Né à Los Santos de Maimona, village proche de Zafra (au sud de Badajoz) le 15 juin 1936, José Salazar a été élevé à Séville, puis à Huelva, avant de s’ installer définitivement à Málaga, où il a épousé La Cañeta. Il reçut ses premières influences de El Bizco Amate (Fandangos), et de spécialistes des Fandangos de Huelva, tels El Muela, Paco Toronjo et Pepe Azuaga. Il se considère lui-même comme un disciple de Niño de Barbate, Antonio Rengel par la transmission de sa soeur Cintia Rengel, et Paco Isidro pour les Fandangos de Huelva, les "Cantes abandolaos" et les "Cantes de Mina" ; et d’ Antonio Mairena pour Les Siguiriyas, Martinetes, Soleares et Cantiñas. Sa carrière professionnelle fut définitivement lancée par les deux prix qu’ il obtint au premier Concurso Nacional de Cante Jondo de Cordoue (1956) : deuxième prix pour le groupe Soleares, Polos, Cañas y Peteneras ; accessit pour le groupe Malagueñas, Verdiales, Rondeñas et Fandangos de Huelva.
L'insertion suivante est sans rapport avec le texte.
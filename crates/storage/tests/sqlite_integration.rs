use practice_core::model::{CategoryId, ProfileId, ProgressBook};
use storage::progress::progress_key;
use storage::repository::{KeyValueStore, Storage};
use storage::sqlite::SqliteStore;

fn id(raw: &str) -> CategoryId {
    CategoryId::new(raw).unwrap()
}

#[tokio::test]
async fn sqlite_kv_roundtrip_upserts_and_removes() {
    let store = SqliteStore::connect("sqlite:file:memdb_kv_roundtrip?mode=memory&cache=shared")
        .await
        .expect("connect");
    store.migrate().await.expect("migrate");

    assert_eq!(store.load("missing").await.unwrap(), None);
    store.save("greeting", "hello").await.unwrap();
    store.save("greeting", "hi").await.unwrap();
    assert_eq!(store.load("greeting").await.unwrap().as_deref(), Some("hi"));

    store.remove("greeting").await.unwrap();
    store.remove("greeting").await.unwrap();
    assert_eq!(store.load("greeting").await.unwrap(), None);
}

#[tokio::test]
async fn migrations_are_idempotent() {
    let store = SqliteStore::connect("sqlite:file:memdb_migrate_twice?mode=memory&cache=shared")
        .await
        .expect("connect");
    store.migrate().await.expect("first migrate");
    store.save("k", "v").await.unwrap();
    store.migrate().await.expect("second migrate");
    assert_eq!(store.load("k").await.unwrap().as_deref(), Some("v"));
}

#[tokio::test]
async fn progress_snapshot_survives_sqlite_roundtrip() {
    let storage = Storage::sqlite("sqlite:file:memdb_progress?mode=memory&cache=shared")
        .await
        .expect("storage");
    let repo = storage.progress("year9");
    let hudson = ProfileId::new("hudson").unwrap();

    let mut book = ProgressBook::new();
    for correct in [true, true, false, true] {
        book.record_attempt(&id("number"), "Number", correct);
    }
    book.record_attempt(&id("geometry"), "Geometry", false);

    repo.save_progress(&hudson, &book).await.unwrap();
    repo.save_previous_count(&hudson, 5).await.unwrap();

    let loaded = repo.load_progress(&hudson).await;
    for (category, record) in book.iter() {
        let reloaded = loaded.get(category).expect("category reloaded");
        assert_eq!(
            (reloaded.correct(), reloaded.attempted()),
            (record.correct(), record.attempted())
        );
    }
    assert_eq!(loaded.len(), book.len());
    assert_eq!(repo.load_previous_count(&hudson).await, 5);
}

#[tokio::test]
async fn corrupt_sqlite_blob_degrades_to_empty() {
    let storage = Storage::sqlite("sqlite:file:memdb_corrupt?mode=memory&cache=shared")
        .await
        .expect("storage");
    let baxter = ProfileId::new("baxter").unwrap();
    storage
        .store
        .save(&progress_key("year9", &baxter), "[1, 2")
        .await
        .unwrap();

    let repo = storage.progress("year9");
    assert!(repo.load_progress(&baxter).await.is_empty());
    assert_eq!(storage.store.load(&progress_key("year9", &baxter)).await.unwrap(), None);
}
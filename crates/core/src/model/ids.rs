use serde::{Deserialize, Serialize};
use std::fmt;
use std::str::FromStr;
use thiserror::Error;

#[derive(Debug, Error, Clone, PartialEq, Eq)]
#[non_exhaustive]
pub enum IdError {
    #[error("identifier cannot be empty")]
    Empty,
    #[error("profile name may only contain letters, digits, '-' or '_': {0}")]
    InvalidProfile(String),
}

/// Stable key of a practice category (e.g. `number`, `fractions_decimals`).
///
/// Category ids key the persisted progress blob, so they must never change
/// once learners have recorded attempts against them.
#[derive(Clone, PartialEq, Eq, Hash, PartialOrd, Ord, Serialize, Deserialize)]
#[serde(transparent)]
pub struct CategoryId(String);

impl CategoryId {
    /// Creates a `CategoryId`, trimming surrounding whitespace.
    ///
    /// # Errors
    ///
    /// Returns `IdError::Empty` if nothing remains after trimming.
    pub fn new(id: impl Into<String>) -> Result<Self, IdError> {
        let id = id.into();
        let trimmed = id.trim();
        if trimmed.is_empty() {
            return Err(IdError::Empty);
        }
        Ok(Self(trimmed.to_owned()))
    }

    /// Builds an id from a compile-time literal used by the built-in curricula.
    pub(crate) fn from_static(id: &'static str) -> Self {
        Self(id.to_owned())
    }

    #[must_use]
    pub fn as_str(&self) -> &str {
        &self.0
    }
}

impl FromStr for CategoryId {
    type Err = IdError;

    fn from_str(s: &str) -> Result<Self, Self::Err> {
        Self::new(s)
    }
}

/// Learner profile used to namespace persisted progress (e.g. `Hudson`).
#[derive(Clone, PartialEq, Eq, Hash, PartialOrd, Ord, Serialize, Deserialize)]
#[serde(transparent)]
pub struct ProfileId(String);

impl ProfileId {
    /// Creates a `ProfileId`.
    ///
    /// # Errors
    ///
    /// Returns `IdError::Empty` for blank names and `IdError::InvalidProfile`
    /// when the name contains characters that are unsafe inside storage keys.
    pub fn new(name: impl Into<String>) -> Result<Self, IdError> {
        let name = name.into();
        let trimmed = name.trim();
        if trimmed.is_empty() {
            return Err(IdError::Empty);
        }
        if !trimmed
            .chars()
            .all(|c| c.is_ascii_alphanumeric() || c == '-' || c == '_')
        {
            return Err(IdError::InvalidProfile(trimmed.to_owned()));
        }
        Ok(Self(trimmed.to_owned()))
    }

    #[must_use]
    pub fn as_str(&self) -> &str {
        &self.0
    }
}

impl FromStr for ProfileId {
    type Err = IdError;

    fn from_str(s: &str) -> Result<Self, Self::Err> {
        Self::new(s)
    }
}

impl fmt::Debug for CategoryId {
    fn fmt(&self, f: &mut fmt::Formatter<'_>) -> fmt::Result {
        write!(f, "CategoryId({})", self.0)
    }
}

impl fmt::Debug for ProfileId {
    fn fmt(&self, f: &mut fmt::Formatter<'_>) -> fmt::Result {
        write!(f, "ProfileId({})", self.0)
    }
}

// ─── Display Implementations ───────────────────────────────────────────────────

impl fmt::Display for CategoryId {
    fn fmt(&self, f: &mut fmt::Formatter<'_>) -> fmt::Result {
        f.write_str(&self.0)
    }
}

impl fmt::Display for ProfileId {
    fn fmt(&self, f: &mut fmt::Formatter<'_>) -> fmt::Result {
        f.write_str(&self.0)
    }
}
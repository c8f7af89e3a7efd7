//! Fixed multiple-choice quizzes graded in one pass.

use thiserror::Error;

#[derive(Debug, Error, Clone, PartialEq, Eq)]
#[non_exhaustive]
pub enum QuizError {
    #[error("a quiz needs at least one question")]
    NoQuestions,
    #[error("question {index} has an empty prompt")]
    EmptyPrompt { index: usize },
    #[error("question {index} has fewer than two options")]
    TooFewOptions { index: usize },
    #[error("the answer to question {index} is not one of its options")]
    AnswerNotAmongOptions { index: usize },
    #[error("expected {expected} responses, got {got}")]
    ResponseCountMismatch { expected: usize, got: usize },
}

#[derive(Debug, Clone, PartialEq, Eq)]
pub struct MultipleChoiceQuestion {
    prompt: String,
    options: Vec<String>,
    answer: String,
}

impl MultipleChoiceQuestion {
    #[must_use]
    pub fn new<S: Into<String>>(
        prompt: impl Into<String>,
        options: impl IntoIterator<Item = S>,
        answer: impl Into<String>,
    ) -> Self {
        Self {
            prompt: prompt.into(),
            options: options.into_iter().map(Into::into).collect(),
            answer: answer.into(),
        }
    }

    #[must_use]
    pub fn prompt(&self) -> &str {
        &self.prompt
    }

    #[must_use]
    pub fn options(&self) -> &[String] {
        &self.options
    }

    #[must_use]
    pub fn answer(&self) -> &str {
        &self.answer
    }

    fn is_correct(&self, response: &str) -> bool {
        response.trim() == self.answer.trim()
    }
}

#[derive(Debug, Clone, PartialEq, Eq)]
pub enum QuestionOutcome {
    Correct,
    Incorrect { chosen: String, expected: String },
    Unanswered { expected: String },
}

#[derive(Debug, Clone, Copy, PartialEq, Eq)]
pub enum Feedback {
    Excellent,
    Good,
    NeedsReview,
}

impl Feedback {
    const EXCELLENT_FROM: u32 = 80;
    const GOOD_FROM: u32 = 60;

    #[must_use]
    pub fn for_percentage(percentage: u32) -> Self {
        if percentage >= Self::EXCELLENT_FROM {
            Feedback::Excellent
        } else if percentage >= Self::GOOD_FROM {
            Feedback::Good
        } else {
            Feedback::NeedsReview
        }
    }

    #[must_use]
    pub fn message(self) -> &'static str {
        match self {
            Feedback::Excellent => "Excellent understanding!",
            Feedback::Good => {
                "Good effort! Review the highlighted answers to strengthen your knowledge."
            }
            Feedback::NeedsReview => {
                "There's room for improvement. Carefully review the concepts covered in the highlighted questions."
            }
        }
    }
}

#[derive(Debug, Clone, PartialEq, Eq)]
pub struct QuizResult {
    outcomes: Vec<QuestionOutcome>,
    score: usize,
}

impl QuizResult {
    #[must_use]
    pub fn outcomes(&self) -> &[QuestionOutcome] {
        &self.outcomes
    }

    #[must_use]
    pub fn score(&self) -> usize {
        self.score
    }

    #[must_use]
    pub fn total(&self) -> usize {
        self.outcomes.len()
    }

    /// Whole-number percentage, halves rounded up.
    #[must_use]
    pub fn percentage(&self) -> u32 {
        let total = self.total().max(1);
        let rounded = (self.score * 200 + total) / (2 * total);
        u32::try_from(rounded).unwrap_or(100)
    }

    #[must_use]
    pub fn feedback(&self) -> Feedback {
        Feedback::for_percentage(self.percentage())
    }
}

#[derive(Debug, Clone, PartialEq, Eq)]
pub struct MultipleChoiceQuiz {
    questions: Vec<MultipleChoiceQuestion>,
}

impl MultipleChoiceQuiz {
    /// # Errors
    ///
    /// Returns [`QuizError`] for an empty quiz, a blank prompt, a question
    /// with fewer than two options, or an answer missing from its options.
    pub fn new(questions: Vec<MultipleChoiceQuestion>) -> Result<Self, QuizError> {
        if questions.is_empty() {
            return Err(QuizError::NoQuestions);
        }
        for (index, question) in questions.iter().enumerate() {
            if question.prompt.trim().is_empty() {
                return Err(QuizError::EmptyPrompt { index });
            }
            if question.options.len() < 2 {
                return Err(QuizError::TooFewOptions { index });
            }
            if !question.options.iter().any(|option| question.is_correct(option)) {
                return Err(QuizError::AnswerNotAmongOptions { index });
            }
        }
        Ok(Self { questions })
    }

    #[must_use]
    pub fn questions(&self) -> &[MultipleChoiceQuestion] {
        &self.questions
    }

    #[must_use]
    pub fn len(&self) -> usize {
        self.questions.len()
    }

    #[must_use]
    pub fn is_empty(&self) -> bool {
        self.questions.is_empty()
    }

    /// Grade one response per question; `None` marks a skipped question.
    ///
    /// # Errors
    ///
    /// Returns [`QuizError::ResponseCountMismatch`] unless there is exactly
    /// one response slot per question.
    pub fn grade<S: AsRef<str>>(&self, responses: &[Option<S>]) -> Result<QuizResult, QuizError> {
        if responses.len() != self.questions.len() {
            return Err(QuizError::ResponseCountMismatch {
                expected: self.questions.len(),
                got: responses.len(),
            });
        }
        let outcomes: Vec<QuestionOutcome> = self
            .questions
            .iter()
            .zip(responses)
            .map(|(question, response)| match response {
                Some(chosen) if question.is_correct(chosen.as_ref()) => QuestionOutcome::Correct,
                Some(chosen) => QuestionOutcome::Incorrect {
                    chosen: chosen.as_ref().trim().to_owned(),
                    expected: question.answer.clone(),
                },
                None => QuestionOutcome::Unanswered {
                    expected: question.answer.clone(),
                },
            })
            .collect();
        let score = outcomes
            .iter()
            .filter(|outcome| **outcome == QuestionOutcome::Correct)
            .count();
        Ok(QuizResult { outcomes, score })
    }
}
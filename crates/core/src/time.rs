use chrono::{DateTime, Duration, Utc};

/// Source of wall-clock timestamps for session summaries.
///
/// Countdown ticks are driven separately; the clock only stamps start and end.
#[derive(Debug, Clone, Copy, Default)]
pub enum Clock {
    #[default]
    System,
    Fixed(DateTime<Utc>),
}

impl Clock {
    #[must_use]
    pub fn fixed(at: DateTime<Utc>) -> Self {
        Self::Fixed(at)
    }

    #[must_use]
    pub fn now(&self) -> DateTime<Utc> {
        match self {
            Clock::System => Utc::now(),
            Clock::Fixed(t) => *t,
        }
    }

    /// Move a fixed clock forward. System clocks are unaffected.
    pub fn advance(&mut self, delta: Duration) {
        if let Clock::Fixed(t) = self {
            *t += delta;
        }
    }
}

/// Render remaining seconds as `m:ss`.
#[must_use]
pub fn format_countdown(remaining_secs: u32) -> String {
    format!("{}:{:02}", remaining_secs / 60, remaining_secs % 60)
}

/// Deterministic timestamp for tests (2023-11-14T22:13:20Z).
pub const FIXED_TEST_TIMESTAMP: i64 = 1_700_000_000;

/// Returns a deterministic `DateTime<Utc>` for tests.
///
/// # Panics
///
/// Panics if the fixed timestamp cannot be represented.
#[must_use]
pub fn fixed_now() -> DateTime<Utc> {
    DateTime::<Utc>::from_timestamp(FIXED_TEST_TIMESTAMP, 0)
        .expect("fixed timestamp should be valid")
}

#[cfg(test)]
mod tests {
    use super::*;

    #[test]
    fn countdown_pads_seconds() {
        assert_eq!(format_countdown(1800), "30:00");
        assert_eq!(format_countdown(65), "1:05");
        assert_eq!(format_countdown(9), "0:09");
    }

    #[test]
    fn fixed_clock_advances() {
        let mut clock = Clock::fixed(fixed_now());
        clock.advance(Duration::seconds(30));
        assert_eq!(clock.now(), fixed_now() + Duration::seconds(30));
    }
}
//! Equations, expansion, sequences and order of operations.

use rand::RngCore;

use super::{chance, int, pick, resample, signed_term};
use crate::model::{Answer, Generated, Question};

/// `ax + b = c` with an integer solution.
pub fn linear_equation_simple(rng: &mut dyn RngCore) -> Generated {
    let a = int(rng, 2, 9);
    let b = int(rng, -10, 10);
    let x = int(rng, -5, 5);
    let c = a * x + b;
    Generated::Ready(Question::new(
        format!("Solve for x: {a}x {} = {c}", signed_term(b)),
        Answer::number(x as f64),
    ))
}

/// `ax + b = cx + d` with `a > c` so the x terms never cancel.
pub fn linear_equation_both_sides(rng: &mut dyn RngCore) -> Generated {
    let a = int(rng, 2, 9);
    let c = int(rng, 1, a - 1);
    let x = int(rng, -5, 5);
    let b = int(rng, -10, 10);
    let d = b + (a - c) * x;
    let rhs_constant = if d == 0 { String::new() } else { format!(" {}", signed_term(d)) };
    Generated::Ready(Question::new(
        format!(
            "Solve for x: {a}x {} = {}x{rhs_constant}",
            signed_term(b),
            coefficient(c)
        ),
        Answer::number(x as f64),
    ))
}

/// `a(bx + c)` expanded to `abx+ac`.
pub fn expand_single_bracket(rng: &mut dyn RngCore) -> Generated {
    resample(rng, |rng| {
        let a = int(rng, 2, 7);
        let b = int(rng, 1, 5);
        let c = int(rng, -7, 7);
        if c == 0 {
            return None;
        }
        let constant = a * c;
        let sign = if constant >= 0 { '+' } else { '-' };
        Some(Question::new(
            format!(
                "Expand: {a}({}x {})\n(Format: ax+b or ax-b, e.g., 6x+4)",
                coefficient(b),
                signed_term(c)
            ),
            Answer::text(format!("{}x{sign}{}", a * b, constant.abs())),
        ))
    })
}

/// Next term of an arithmetic sequence.
pub fn pattern_add_sub(rng: &mut dyn RngCore) -> Generated {
    let start = int(rng, 1, 50);
    let step = int(rng, 2, 15) * if chance(rng, 0.5) { 1 } else { -1 };
    let terms: Vec<String> = (0..4).map(|i| (start + i * step).to_string()).collect();
    let next = start + 4 * step;
    Generated::Ready(Question::new(
        format!("What is the next number in the pattern: {}, ...?", terms.join(", ")),
        Answer::number(next as f64),
    ))
}

/// Describe the rule of a sequence in words.
pub fn find_rule(rng: &mut dyn RngCore) -> Generated {
    let (terms, rule) = match *pick(rng, &[Rule::Add, Rule::Subtract, Rule::Multiply]) {
        Rule::Add => {
            let (start, step) = (int(rng, 1, 20), int(rng, 2, 9));
            let terms: Vec<i64> = (0..4).map(|i| start + i * step).collect();
            (terms, format!("add {step}"))
        }
        Rule::Subtract => {
            let (start, step) = (int(rng, 30, 60), int(rng, 2, 9));
            let terms: Vec<i64> = (0..4).map(|i| start - i * step).collect();
            (terms, format!("subtract {step}"))
        }
        Rule::Multiply => {
            let (start, factor) = (int(rng, 2, 5), int(rng, 2, 3));
            let terms: Vec<i64> = (0..4u32).map(|i| start * factor.pow(i)).collect();
            (terms, format!("multiply by {factor}"))
        }
    };
    let terms: Vec<String> = terms.iter().map(ToString::to_string).collect();
    Generated::Ready(Question::new(
        format!(
            "What is the rule for this pattern: {}, ...? (e.g., 'add 5')",
            terms.join(", ")
        ),
        Answer::text(rule),
    ))
}

#[derive(Debug, Clone, Copy)]
enum Rule {
    Add,
    Subtract,
    Multiply,
}

/// Mixed expression where precedence or brackets change the result.
pub fn order_of_operations(rng: &mut dyn RngCore) -> Generated {
    let (expression, value) = match int(rng, 0, 3) {
        0 => {
            let (a, b, c) = (int(rng, 2, 10), int(rng, 2, 10), int(rng, 2, 10));
            (format!("{a} + {b} × {c}"), a + b * c)
        }
        1 => {
            let (a, b, c) = (int(rng, 2, 10), int(rng, 2, 10), int(rng, 2, 10));
            (format!("({a} + {b}) × {c}"), (a + b) * c)
        }
        2 => {
            let (a, b) = (int(rng, 5, 12), int(rng, 5, 12));
            let c = int(rng, 2, a * b - 1);
            (format!("{a} × {b} - {c}"), a * b - c)
        }
        _ => {
            let (a, b, c) = (int(rng, 1, 10), int(rng, 2, 8), int(rng, 2, 8));
            let d = int(rng, 1, a + b * c);
            (format!("{a} + {b} × {c} - {d}"), a + b * c - d)
        }
    };
    Generated::Ready(Question::new(
        format!("Calculate: {expression}"),
        Answer::number(value as f64),
    ))
}

/// `x` rather than `1x`.
fn coefficient(value: i64) -> String {
    if value == 1 { String::new() } else { value.to_string() }
}

#[cfg(test)]
mod tests {
    use super::*;
    use crate::generators::testing::sample;

    fn parse_number(question: &Question) -> f64 {
        question
            .answer()
            .as_check_text()
            .parse()
            .expect("numeric answer")
    }

    #[test]
    fn simple_equation_answer_satisfies_prompt() {
        for question in sample(linear_equation_simple, 50) {
            let prompt = question.prompt().trim_start_matches("Solve for x: ");
            let (lhs, rhs) = prompt.split_once(" = ").expect("equation");
            let (a, rest) = lhs.split_once("x ").expect("x term");
            let b: i64 = rest.replace(' ', "").parse().expect("constant");
            let a: i64 = a.parse().expect("coefficient");
            let c: i64 = rhs.parse().expect("rhs");
            let x = parse_number(&question) as i64;
            assert_eq!(a * x + b, c, "{}", question.prompt());
        }
    }

    #[test]
    fn both_sides_solution_is_integer_in_range() {
        for question in sample(linear_equation_both_sides, 50) {
            let x = parse_number(&question);
            assert!((-5.0..=5.0).contains(&x));
            assert_eq!(x.fract(), 0.0);
        }
    }

    #[test]
    fn expansion_never_has_zero_constant() {
        for question in sample(expand_single_bracket, 50) {
            let answer = question.answer().as_check_text().into_owned();
            assert!(!answer.ends_with("+0") && !answer.ends_with("-0"), "{answer}");
            assert!(answer.contains('x'));
        }
    }

    #[test]
    fn rule_answers_use_known_phrasing() {
        for question in sample(find_rule, 40) {
            let answer = question.answer().as_check_text().into_owned();
            assert!(
                answer.starts_with("add ")
                    || answer.starts_with("subtract ")
                    || answer.starts_with("multiply by "),
                "{answer}"
            );
        }
    }

    #[test]
    fn order_of_operations_results_are_non_negative() {
        for question in sample(order_of_operations, 80) {
            assert!(parse_number(&question) >= 0.0, "{}", question.prompt());
        }
    }
}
Nous ne le connaissions que par quelques cantes enregistrés dans diverses anthologies, dont le Taranto, les Fandangos de Huelva, les Fandangos de Lucena, et les Verdiales de l’ "Antología del Cante Flamenco y Cante Gitano" dirigée par Antonio Mairena (enregistrée en 1958 et 1959, d’ abord éditée en Espagne en huit EPs Columbia en 1959 et 1960, puis aux USA et en Grande-Bretagne en un coffret de trois LPs Columbia, puis Decca, en 1964, puis 1968).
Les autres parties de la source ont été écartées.